- What is expected:
Everything from the line containing "filename libmhcweb/src/pipeline/fasta.rs" through the line containing "excluded peptides do" in the listing below should be copied exactly, and nothing more.

- The records:
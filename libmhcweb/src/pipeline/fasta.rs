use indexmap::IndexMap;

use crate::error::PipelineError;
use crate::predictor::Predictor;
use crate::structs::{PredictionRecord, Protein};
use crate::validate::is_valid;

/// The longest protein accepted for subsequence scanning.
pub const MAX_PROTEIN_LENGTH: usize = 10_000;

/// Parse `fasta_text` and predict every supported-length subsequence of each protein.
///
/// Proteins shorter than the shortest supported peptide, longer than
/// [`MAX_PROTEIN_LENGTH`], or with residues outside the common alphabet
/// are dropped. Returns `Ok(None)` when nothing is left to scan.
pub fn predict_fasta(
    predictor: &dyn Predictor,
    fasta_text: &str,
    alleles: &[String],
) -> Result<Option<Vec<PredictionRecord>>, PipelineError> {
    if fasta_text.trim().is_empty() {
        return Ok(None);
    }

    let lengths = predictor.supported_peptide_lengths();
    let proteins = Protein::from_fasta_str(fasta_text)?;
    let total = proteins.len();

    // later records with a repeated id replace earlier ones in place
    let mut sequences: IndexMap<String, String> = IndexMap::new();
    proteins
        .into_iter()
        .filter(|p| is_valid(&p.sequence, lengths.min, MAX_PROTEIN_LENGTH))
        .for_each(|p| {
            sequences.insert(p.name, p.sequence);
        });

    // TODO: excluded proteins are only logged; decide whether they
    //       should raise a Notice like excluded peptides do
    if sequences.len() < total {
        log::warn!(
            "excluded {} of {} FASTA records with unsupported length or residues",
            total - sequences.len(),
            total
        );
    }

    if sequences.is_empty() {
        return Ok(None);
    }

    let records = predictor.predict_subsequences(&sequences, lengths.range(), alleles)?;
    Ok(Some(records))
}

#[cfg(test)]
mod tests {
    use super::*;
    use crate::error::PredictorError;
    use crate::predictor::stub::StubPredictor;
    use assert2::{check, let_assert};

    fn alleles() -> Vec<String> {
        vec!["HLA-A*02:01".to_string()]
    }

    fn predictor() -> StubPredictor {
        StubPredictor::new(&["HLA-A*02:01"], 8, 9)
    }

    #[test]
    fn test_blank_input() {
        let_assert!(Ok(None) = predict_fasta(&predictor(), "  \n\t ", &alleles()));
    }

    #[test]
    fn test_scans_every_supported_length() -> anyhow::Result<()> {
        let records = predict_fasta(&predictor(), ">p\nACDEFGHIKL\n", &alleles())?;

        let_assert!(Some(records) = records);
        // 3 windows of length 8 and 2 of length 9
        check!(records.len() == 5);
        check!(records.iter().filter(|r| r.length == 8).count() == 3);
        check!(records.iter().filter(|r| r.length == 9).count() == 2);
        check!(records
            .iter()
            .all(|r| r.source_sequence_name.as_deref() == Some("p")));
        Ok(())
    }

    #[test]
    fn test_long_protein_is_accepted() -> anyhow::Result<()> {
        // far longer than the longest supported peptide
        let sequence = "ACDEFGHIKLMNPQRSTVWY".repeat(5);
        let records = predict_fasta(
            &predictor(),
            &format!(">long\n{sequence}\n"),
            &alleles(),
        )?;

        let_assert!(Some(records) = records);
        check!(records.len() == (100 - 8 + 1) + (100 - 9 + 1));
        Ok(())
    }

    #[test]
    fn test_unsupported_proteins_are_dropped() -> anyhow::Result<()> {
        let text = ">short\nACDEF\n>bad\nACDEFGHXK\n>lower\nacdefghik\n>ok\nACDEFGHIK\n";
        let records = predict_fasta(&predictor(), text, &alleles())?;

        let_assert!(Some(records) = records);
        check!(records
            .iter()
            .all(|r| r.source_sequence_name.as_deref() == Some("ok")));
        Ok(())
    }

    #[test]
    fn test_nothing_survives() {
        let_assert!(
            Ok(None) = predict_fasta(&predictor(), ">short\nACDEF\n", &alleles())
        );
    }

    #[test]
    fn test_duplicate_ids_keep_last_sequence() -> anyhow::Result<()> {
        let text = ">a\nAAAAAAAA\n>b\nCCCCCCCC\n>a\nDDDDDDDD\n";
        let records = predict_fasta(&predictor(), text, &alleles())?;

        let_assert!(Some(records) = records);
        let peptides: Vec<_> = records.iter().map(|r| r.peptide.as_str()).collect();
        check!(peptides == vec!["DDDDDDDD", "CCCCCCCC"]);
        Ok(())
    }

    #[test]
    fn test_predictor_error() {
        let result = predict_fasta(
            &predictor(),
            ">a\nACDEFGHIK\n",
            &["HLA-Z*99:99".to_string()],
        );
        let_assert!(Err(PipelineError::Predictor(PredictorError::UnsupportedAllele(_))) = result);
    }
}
* * *
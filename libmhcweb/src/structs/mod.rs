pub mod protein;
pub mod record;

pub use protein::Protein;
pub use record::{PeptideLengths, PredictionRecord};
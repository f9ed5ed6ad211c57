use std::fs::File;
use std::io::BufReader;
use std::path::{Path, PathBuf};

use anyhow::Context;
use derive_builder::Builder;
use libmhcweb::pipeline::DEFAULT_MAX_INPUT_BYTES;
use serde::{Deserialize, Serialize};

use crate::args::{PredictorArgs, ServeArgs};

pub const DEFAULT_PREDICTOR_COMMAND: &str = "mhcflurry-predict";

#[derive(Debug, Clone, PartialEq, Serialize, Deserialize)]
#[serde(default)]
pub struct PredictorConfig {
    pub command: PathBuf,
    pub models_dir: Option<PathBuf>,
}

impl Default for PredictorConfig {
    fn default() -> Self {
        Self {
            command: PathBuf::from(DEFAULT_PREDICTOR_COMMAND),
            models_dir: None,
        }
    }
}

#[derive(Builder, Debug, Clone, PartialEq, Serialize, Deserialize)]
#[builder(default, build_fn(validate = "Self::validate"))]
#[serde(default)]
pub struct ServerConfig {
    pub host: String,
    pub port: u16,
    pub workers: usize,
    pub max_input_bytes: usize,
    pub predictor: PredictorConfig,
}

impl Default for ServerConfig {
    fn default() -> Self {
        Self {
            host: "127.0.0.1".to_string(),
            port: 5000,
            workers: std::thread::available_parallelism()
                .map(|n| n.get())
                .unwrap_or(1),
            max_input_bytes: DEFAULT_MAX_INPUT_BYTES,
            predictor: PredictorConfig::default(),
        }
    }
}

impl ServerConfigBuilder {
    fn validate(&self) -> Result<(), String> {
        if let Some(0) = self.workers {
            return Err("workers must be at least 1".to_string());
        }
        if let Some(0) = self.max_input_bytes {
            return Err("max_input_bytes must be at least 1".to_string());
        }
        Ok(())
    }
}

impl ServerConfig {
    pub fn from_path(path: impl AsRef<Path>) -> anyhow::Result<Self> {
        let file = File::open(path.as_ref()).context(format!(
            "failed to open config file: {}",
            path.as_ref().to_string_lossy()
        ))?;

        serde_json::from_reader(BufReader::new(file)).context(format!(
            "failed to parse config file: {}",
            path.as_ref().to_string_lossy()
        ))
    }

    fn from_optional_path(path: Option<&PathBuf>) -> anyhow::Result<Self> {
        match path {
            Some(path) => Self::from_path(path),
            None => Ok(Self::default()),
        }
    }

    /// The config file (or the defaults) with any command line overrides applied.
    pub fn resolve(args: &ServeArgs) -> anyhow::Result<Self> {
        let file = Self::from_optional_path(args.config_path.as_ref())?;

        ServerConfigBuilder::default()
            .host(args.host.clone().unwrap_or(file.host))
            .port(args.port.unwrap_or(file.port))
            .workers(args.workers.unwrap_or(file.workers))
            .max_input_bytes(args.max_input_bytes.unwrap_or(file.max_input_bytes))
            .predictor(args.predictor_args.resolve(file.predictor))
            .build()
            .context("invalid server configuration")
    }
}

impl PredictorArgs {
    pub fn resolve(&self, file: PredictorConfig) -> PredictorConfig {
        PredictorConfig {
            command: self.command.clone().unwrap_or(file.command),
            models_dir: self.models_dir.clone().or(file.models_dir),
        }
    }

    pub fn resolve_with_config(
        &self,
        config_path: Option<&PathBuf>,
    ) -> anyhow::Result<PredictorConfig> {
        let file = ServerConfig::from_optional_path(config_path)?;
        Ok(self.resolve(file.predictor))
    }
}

- Solution to the problem:
filename libmhcweb/src/pipeline/fasta.rs
use indexmap::IndexMap;

use crate::error::PipelineError;
use crate::predictor::Predictor;
use crate::structs::{PredictionRecord, Protein};
use crate::validate::is_valid;

/// The longest protein accepted for subsequence scanning.
pub const MAX_PROTEIN_LENGTH: usize = 10_000;

/// Parse `fasta_text` and predict every supported-length subsequence of each protein.
///
/// Proteins shorter than the shortest supported peptide, longer than
/// [`MAX_PROTEIN_LENGTH`], or with residues outside the common alphabet
/// are dropped. Returns `Ok(None)` when nothing is left to scan.
pub fn predict_fasta(
    predictor: &dyn Predictor,
    fasta_text: &str,
    alleles: &[String],
) -> Result<Option<Vec<PredictionRecord>>, PipelineError> {
    if fasta_text.trim().is_empty() {
        return Ok(None);
    }

    let lengths = predictor.supported_peptide_lengths();
    let proteins = Protein::from_fasta_str(fasta_text)?;
    let total = proteins.len();

    // later records with a repeated id replace earlier ones in place
    let mut sequences: IndexMap<String, String> = IndexMap::new();
    proteins
        .into_iter()
        .filter(|p| is_valid(&p.sequence, lengths.min, MAX_PROTEIN_LENGTH))
        .for_each(|p| {
            sequences.insert(p.name, p.sequence);
        });

    // TODO: excluded proteins are only logged; decide whether they
    //       should raise a Notice like excluded peptides do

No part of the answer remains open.